Видение исчезло, и я почувствовал, что буквально не могу встать от усталости. Я заполз в расщелину между камней и проспал весь день до самых сумерек. Лошадь паслась рядом, и на первый взгляд все было спокойно, только слишком темно и мрачно для этого еще не позднего часа. Я взглянул на небо и сразу же вскочил на ноги. Никогда еще не видел я в наших местах таких тяжелых и темных туч, как те, что окутали сейчас Кулак Великана. Лошадь подошла ближе и прижалась ко мне. В ноздри мне ударил тяжелый запах пота. Я попытался погладить ее и почувствовал, что она вся дрожит. От нее буквально исходили волны страха, и это передалось мне. Настоящий древний ужас перед приближением чего-то непонятного, сверхъестественного и враждебного. Я почувствовал все ничтожество и бессилие человека перед этой мрачной стихией. Я крепко обнял свою лошадь и прижался спиной к каменной стене. Мы ждали. Нигде и никогда я не испытал такого страха, как в эти жуткие минуты ожидания.

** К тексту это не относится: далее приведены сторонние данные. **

use std::{vec, vec::Vec};

use crate::{Error, Token, Tokenizer};

#[test]
fn truncated_primitive_resumes() {
    let full = br#"{"a":10}"#;
    let mut tokens = [Token::default(); 8];
    let mut tokenizer = Tokenizer::strict();

    assert_eq!(tokenizer.parse(&full[..6], &mut tokens), Err(Error::Partial));
    assert_eq!(tokenizer.pos(), 5);
    assert_eq!(tokenizer.tokens_parsed(), 2);

    // Same buffer, extended; the cumulative token total comes back.
    assert_eq!(tokenizer.parse(full, &mut tokens), Ok(3));
    assert_eq!((tokens[0].start, tokens[0].end), (0, 8));
    assert_eq!(&full[tokens[2].span().unwrap()], b"10");
}

#[test]
fn truncated_string_resumes() {
    let full = br#"["abc","d"]"#;
    let mut tokens = [Token::default(); 8];
    let mut tokenizer = Tokenizer::strict();

    assert_eq!(tokenizer.parse(&full[..5], &mut tokens), Err(Error::Partial));
    assert_eq!(tokenizer.pos(), 1);
    assert_eq!(tokenizer.tokens_parsed(), 1);

    assert_eq!(tokenizer.parse(full, &mut tokens), Ok(3));
    assert_eq!(&full[tokens[1].span().unwrap()], b"abc");
    assert_eq!(&full[tokens[2].span().unwrap()], b"d");
    assert_eq!(tokens[0].size, 2);
}

#[test]
fn byte_at_a_time_feeding() {
    let full = br#"{"k":[true,null]}"#;
    let mut tokens = [Token::default(); 8];
    let mut tokenizer = Tokenizer::strict();

    for end in 1..full.len() {
        assert_eq!(
            tokenizer.parse(&full[..end], &mut tokens),
            Err(Error::Partial),
            "prefix of {end} bytes should be incomplete"
        );
    }
    assert_eq!(tokenizer.parse(full, &mut tokens), Ok(5));
    assert_eq!(tokens[0].size, 2);
    assert_eq!(tokens[2].size, 2);
}

#[test]
fn tokens_survive_pool_growth_after_exhaustion() {
    let input = br#"[1,2,3]"#;
    let mut small = vec![Token::default(); 2];
    let mut tokenizer = Tokenizer::strict();

    assert_eq!(tokenizer.parse(input, &mut small), Err(Error::NoMemory));
    assert_eq!(tokenizer.tokens_parsed(), 2);

    // Carry the already-filled slots over into a larger pool and continue.
    let mut grown: Vec<Token> = small.iter().copied().collect();
    grown.resize(8, Token::default());
    assert_eq!(tokenizer.parse(input, &mut grown), Ok(4));
    assert_eq!(grown[0].size, 3);
    assert_eq!(&input[grown[3].span().unwrap()], b"3");
}

#[test]
fn partial_state_is_stable_without_new_bytes() {
    let input = br#"[1,"#;
    let mut tokens = [Token::default(); 8];
    let mut tokenizer = Tokenizer::strict();

    for _ in 0..3 {
        assert_eq!(tokenizer.parse(input, &mut tokens), Err(Error::Partial));
        assert_eq!(tokenizer.pos(), 3);
        assert_eq!(tokenizer.tokens_parsed(), 2);
    }
}

#[test]
fn reset_forgets_previous_input() {
    let mut tokens = [Token::default(); 8];
    let mut tokenizer = Tokenizer::strict();

    assert_eq!(tokenizer.parse(b"[1,", &mut tokens), Err(Error::Partial));
    tokenizer.reset();
    assert_eq!(tokenizer.parse(b"[7]", &mut tokens), Ok(2));
    assert_eq!(&b"[7]"[tokens[1].span().unwrap()], b"7");
}

#[test]
fn resumed_counting_is_cumulative() {
    let full = br#"[1,[2,3]]"#;
    let mut tokenizer = Tokenizer::strict();

    assert_eq!(tokenizer.count(&full[..4]), Err(Error::Partial));
    assert_eq!(tokenizer.count(full), Ok(5));
}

Ни звука, ни дуновения. Казалось, весь мир вместе с нами ждал чего-то, замирая от ужаса. Наконец на востоке полыхнула молния, словно разорвались небеса и небесный огонь вырвался наружу. На востоке… там, где Ульмпорт.

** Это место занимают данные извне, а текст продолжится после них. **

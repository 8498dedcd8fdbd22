//! SWIFT / BIC — format validation plus a deny-list of common English
//! words/city names that coincidentally match the SWIFT shape.

use once_cell::sync::Lazy;
use std::collections::HashSet;

/// Common words/abbreviations that happen to be 8 or 11 uppercase
/// alnum characters shaped like a SWIFT code. Carried from the reference
/// implementation's deny-list concept (not transcribed verbatim in full).
static DENY_LIST: Lazy<HashSet<&'static str>> = Lazy::new(|| {
    [
        "DATABASE", "PASSWORD", "USERNAME", "TEMPLATE", "DOCUMENT", "KEYBOARD",
        "SOFTWARE", "HARDWARE", "PORTLAND", "COLORADO", "ARKANSAS", "ORIGINAL",
    ]
    .into_iter()
    .collect()
});

fn is_bank_code(s: &str) -> bool {
    s.len() == 4 && s.chars().all(|c| c.is_ascii_alphabetic())
}

fn is_country_code(s: &str) -> bool {
    s.len() == 2 && s.chars().all(|c| c.is_ascii_alphabetic())
}

fn is_location_code(s: &str) -> bool {
    s.len() == 2 && s.chars().all(|c| c.is_ascii_alphanumeric())
}

fn is_branch_code(s: &str) -> bool {
    s.len() == 3 && s.chars().all(|c| c.is_ascii_alphanumeric())
}

pub fn validate_swift(raw: &str) -> (bool, f64) {
    let code: String = raw.chars().filter(|c| !c.is_whitespace()).map(|c| c.to_ascii_uppercase()).collect();
    if code.len() != 8 && code.len() != 11 {
        return (false, 0.0);
    }
    if DENY_LIST.contains(code.as_str()) {
        return (false, 0.0);
    }

    let bank = &code[0..4];
    let country = &code[4..6];
    let location = &code[6..8];
    if !is_bank_code(bank) || !is_country_code(country) || !is_location_code(location) {
        return (false, 0.0);
    }
    if code.len() == 11 {
        let branch = &code[8..11];
        if !is_branch_code(branch) {
            return (false, 0.0);
        }
    }
    (true, 0.92)
}

#[cfg(test)]
mod tests {
    use super::*;

    #[test]
    fn well_formed_eight_char_swift_passes() {
        let (valid, _) = validate_swift("DEUTDEFF");
        assert!(valid);
    }

    #[test]
    fn well_formed_eleven_char_swift_passes() {
        let (valid, _) = validate_swift("DEUTDEFF500");
        assert!(valid);
    }

    #[test]
    fn deny_listed_word_rejected_despite_shape() {
        let (valid, _) = validate_swift("DATABASE");
        assert!(!valid);
    }

    #[test]
    fn bad_location_code_rejected() {
        let (valid, _) = validate_swift("DEUTDE##");
        assert!(!valid);
    }
}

Они говорили о ветре, ветре и волнах. Значит, весь этот ужас вызвали они? Что же творится сейчас в порту?
Лошадь моя завизжала, как перепуганный человек, давление усиливалось, и воздух, ставший густым и тягучим, с трудом проникал в легкие. Ни ветерка, ни малейшего дуновения, все словно застыло, и только на востоке молнии кромсали небо. Наконец донесся отдаленный гул, будто барабаны наступающего войска.
Тучи принесли такую темноту, что я словно ослеп. Такой бури я не видел с самого рождения, хотя… что-то шевелилось в глубине моей памяти, но так смутно, будто это было в какой-то другой жизни.
Глупость, конечно, жизнь у человека одна… и не может быть никакой памяти о прошлых жизнях.
Я чувствовал сильное раздражение на открытых участках кожи, словно сам воздух был пропитан какой-то едкой гадостью и жег кожу. Внезапно стало светло. С удивлением я увидел, что свет этот идет не с неба — обычные камни вдруг загорелись каким-то призрачным зеленоватым светом.
Снова над морем полыхнула молния, прокатился отдаленный гром, и тут поднялся ветер… Ветер, какого, могу поклясться, эти долины никогда не видели. Я успел уложить лошадь и сам упал на землю, вжимаясь в камни и пряча лицо в лошадиную гриву. Сплошной надсадный вой оглушил меня, и я слышал его, даже заткнув уши руками. Казалось, ветер сейчас выдует нас, как пыль, из нашего убежища и вдребезги разобьет о камни. Я постарался покрепче упереться в землю своими копытами и вжаться в камень, чувствуя, как лошадь сделала то же самое. Может, она и ржала от страха, но я все равно не слышал, так как на нас обрушилась настоящая лавина грохота и воя.
У меня не было никаких мыслей, только желание покрепче зацепиться за камни и надежда на то, что рано или поздно это кончится. Но постепенно мой страх проходил, и я даже начал привыкать к нему, как любой человек привыкает к длящемуся достаточно долго явлению. Я уже мог понять, что ветер дует не беспорядочными порывами, а ровно и непрерывно с востока на запад, значит, с моря на берег и порт.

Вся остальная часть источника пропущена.